Prestito personale senza busta paga, come richiederlo

La crisi economica italiana ha fortemente inciso sul mondo del lavoro: molte persone si sono trovate, da un giorno all’altro, disoccupate o con mansioni precarie e a breve termine. Il prestito personale senza busta paga, qualora si avessero sogni da voler realizzare o progetti sui quali investire, risulta in questo caso un ottimo metodo per sbloccare una situazione stantia: il problema principale del richiedere un finanziamento consiste nel fatto di dover possedere una garanzia come una busta paga, che rappresenta un metodo sicuro per l’ente che eroga il prestito per recuperare i soldi nel caso di mancato pagamento. Ed ecco quindi la difficoltà nel richiedere un prestito personale senza busta paga. Fondamentalmente, un finanziamento standard, funziona così: un utente si rivolge a un istituto di credito, richiede un prestito di una determinata cifra che si appresta a restituire con un tot di rate di un importo fisso. Qualora l’utente, in qualsiasi circostanza, non dovesse riuscire a pagare la rata del prestito entro i termini prefissati, allora si vedrà detrarre dallo stipendio una somma riportata nel contratto firmato. Insomma, un prestito personale senza busta paga non da garanzie valide per le finanziarie, quindi come fare?. Come miglior prestito personale senza busta paga da richiedere troviamo senza dubbio i prestiti cambializzati, i prestiti ipotecari vitalizi, i prestiti non finalizzati ed in ultimo i fidi delle carte revolving.

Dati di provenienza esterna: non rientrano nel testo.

//! Encryption of sensitive settings.
//!
//! - [`key`] resolves the single process key from `ENCRYPTION_KEY`
//! - [`cipher`] wraps it in a [`CipherBox`] for authenticated encryption
//!   (ChaCha20-Poly1305) and provides display masking
//!
//! The key is resolved once by the bootstrap and the resulting `CipherBox` is
//! passed explicitly to whatever needs it. There is no global cipher.

pub mod cipher;
pub mod key;

pub use cipher::{
    mask, mask_default, CipherBox, CipherError, CipherResult, EncryptionKey, KeySource,
};
pub use key::{generate_key_material, KeyError, KeyInput, KeyProvisioner, StrengthError};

Come richiedere un prestito personale senza busta paga

Chi non ha una busta paga, come un disoccupato o una casalinga, ma ha bisogno di un prestito personale, come può fare? Un tempo sarebbe stato praticamente impossibile anche solo pensare di rivolgersi a una finanziaria, ma oggi, visti i tempi, le cose sono cambiate. Per ottenere un prestito personale senza busta paga la soluzione migliore è ricorrere a un garante, una persona con tutte le caratteristiche delle quali non dispone il richiedente: il garante può essere chiunque, un parente o un amico, e sarà presente nel contratto come colui che si prenderà carico del rimborso dell’ente erogatore nel caso in cui il sottoscrittore del prestito non potesse pagare. Questa soluzione è valida anche per cattivi pagatori o protestati i quali, in assenza di garanti, dovranno necessariamente ricorrere al prestito con cambiale. Insomma, il garante è la soluzione semplice, veloce ed efficace per richiedere un prestito personale senza busta paga.

Altre possibilità di prestito personale senza busta paga?

Se non si disponesse di un garante o se le condizioni di tasso di interesse non fossero favorevoli, c’è una soluzione offerta da Poste Italiane: con il servizio SpecialCash Postepay, qualsiasi titolare di carta prepagata Postepay, può richiedere un prestito personale senza busta paga che può andare da 750 a 1500 euro. In questo caso le rate saranno mensili e variabili tra 15 e 20: nonostante il Taeg sarà variabile in base al prestito richiesto e al richiedente, la cosa buona di questo tipo di prestito è il fatto che il Tan rimane fisso allo 0%.
Il prestito personale senza busta paga un tempo era impensabile, invece oggi non lo è più: le finanziare e gli istituti di credito si sono mossi a favore di una società sempre più precaria, cercando di venire incontro a tutti i bisogni.